Un maggiore uso diretto, anche parziale, di alimenti di base di origine vegetale (proteine, lipidi e carboidrati) già ora prodotti, senza passare nelle “biofabbriche” di trasformazione animale, ben poco efficienti nella loro trasformazione, specialmente in carne, potrebbe già ora far fronte alla domanda di cibo di tutti gli umani anche per vari decenni futuri.
Del resto centinaia di milioni di vegetariani vivono in India in buona salute da secoli!
Inoltre un ulteriore incremento di metano in atmosfera, derivato da un ulteriore aumento degli allevamenti animali, potrebbe aumentare il forte impatto sul clima e l’ambiente, già compromessi dal continuo aumento di CO2 derivata dall’uso sempre crescente dei carburanti fossili.
Usando in maggiori quantità prodotti vegetali contenenti sostanze antiossidanti e nutraceutiche di elevato valore, potremmo anche ridurre problemi di salute derivati da eccesso di consumi di prodotti animali contenenti colesterolo, grassi saturi ecc. che possono sempre più incrementare, nelle popolazioni, disturbi cardiocircolatori, obesità, scompensi vari, aumentando ulteriormente i costi dei servizi sanitari già oggi elevati.
Un secondo esempio può essere fornito da ricerche che usino un innocuo polimero semisintetico viscoelastico, l’Hypromellose (hydroxypropylmethylcellulose, HPMC) oggi prodotto industrialmente in USA e Cina, come sostituto del glutine per ottenere vari prodotti da forno incluso il pane, usando farine di cereali non contenenti il glutine. L’HPMC, come il glutine, può intrappolare i gas formati dai lieviti nell’impasto con acqua, permettendo la sua lievitazione e la cottura in forno.

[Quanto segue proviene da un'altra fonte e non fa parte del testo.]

use std::fs;

use ferroscreen_core::{FilterConfigStore, ScreenerConfig};
use serde_json::{json, Value};

use crate::cli::FilterConfigCommand;
use crate::error::CliError;

pub fn run(command: &FilterConfigCommand, config: &ScreenerConfig) -> Result<Value, CliError> {
    let store = FilterConfigStore::new(config.filter_config_file());

    match command {
        FilterConfigCommand::Show => Ok(json!({ "data": store.load() })),
        FilterConfigCommand::Save { file } => {
            let raw: Value = serde_json::from_str(&fs::read_to_string(file)?)?;
            let fields = match raw {
                Value::Array(fields) => fields,
                Value::Object(mut document) => match document.remove("data") {
                    Some(Value::Array(fields)) => fields,
                    _ => {
                        return Err(CliError::InvalidRequest(String::from(
                            "expected a JSON array of filter fields",
                        )))
                    }
                },
                _ => {
                    return Err(CliError::InvalidRequest(String::from(
                        "expected a JSON array of filter fields",
                    )))
                }
            };
            let saved = store.save(&fields)?;
            Ok(json!({ "saved": saved.len(), "data": saved }))
        }
    }
}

Pani derivati da farine di altri cereali privi di glutine (ad es. per persone affette da morbo celiaco) sono già stati sperimentalmente prodotti in USA (Wood M., 2010). Varrebbe la pena di studiare la possibile utilizzazione di altre farine di cereali e pseudocereali (sorgo, migli, riso, mais bianchi e gialli, grano saraceno ecc.) nonché di farine di patate, patate dolci, manioca e di altre specie amilifere, tal quali od in miscele, per ottenere prodotti da forno di più lunga conservazione e miglior sapore rispetto a prodotti tipo polentine, semolini ecc. che hanno una limitatissima conservabilità dopo la cottura.
Conclusioni
Ancora una volta saranno necessarie, per risolvere i problemi della nutrizione umana di oggi e di domani, una serie di specifiche ricerche che ottengano innovazioni che possano risolvere i numerosi problemi che dovranno affrontare le future generazioni per la loro alimentazione e che dovranno essere perseguite con intelligenza, costanza e pervicacia.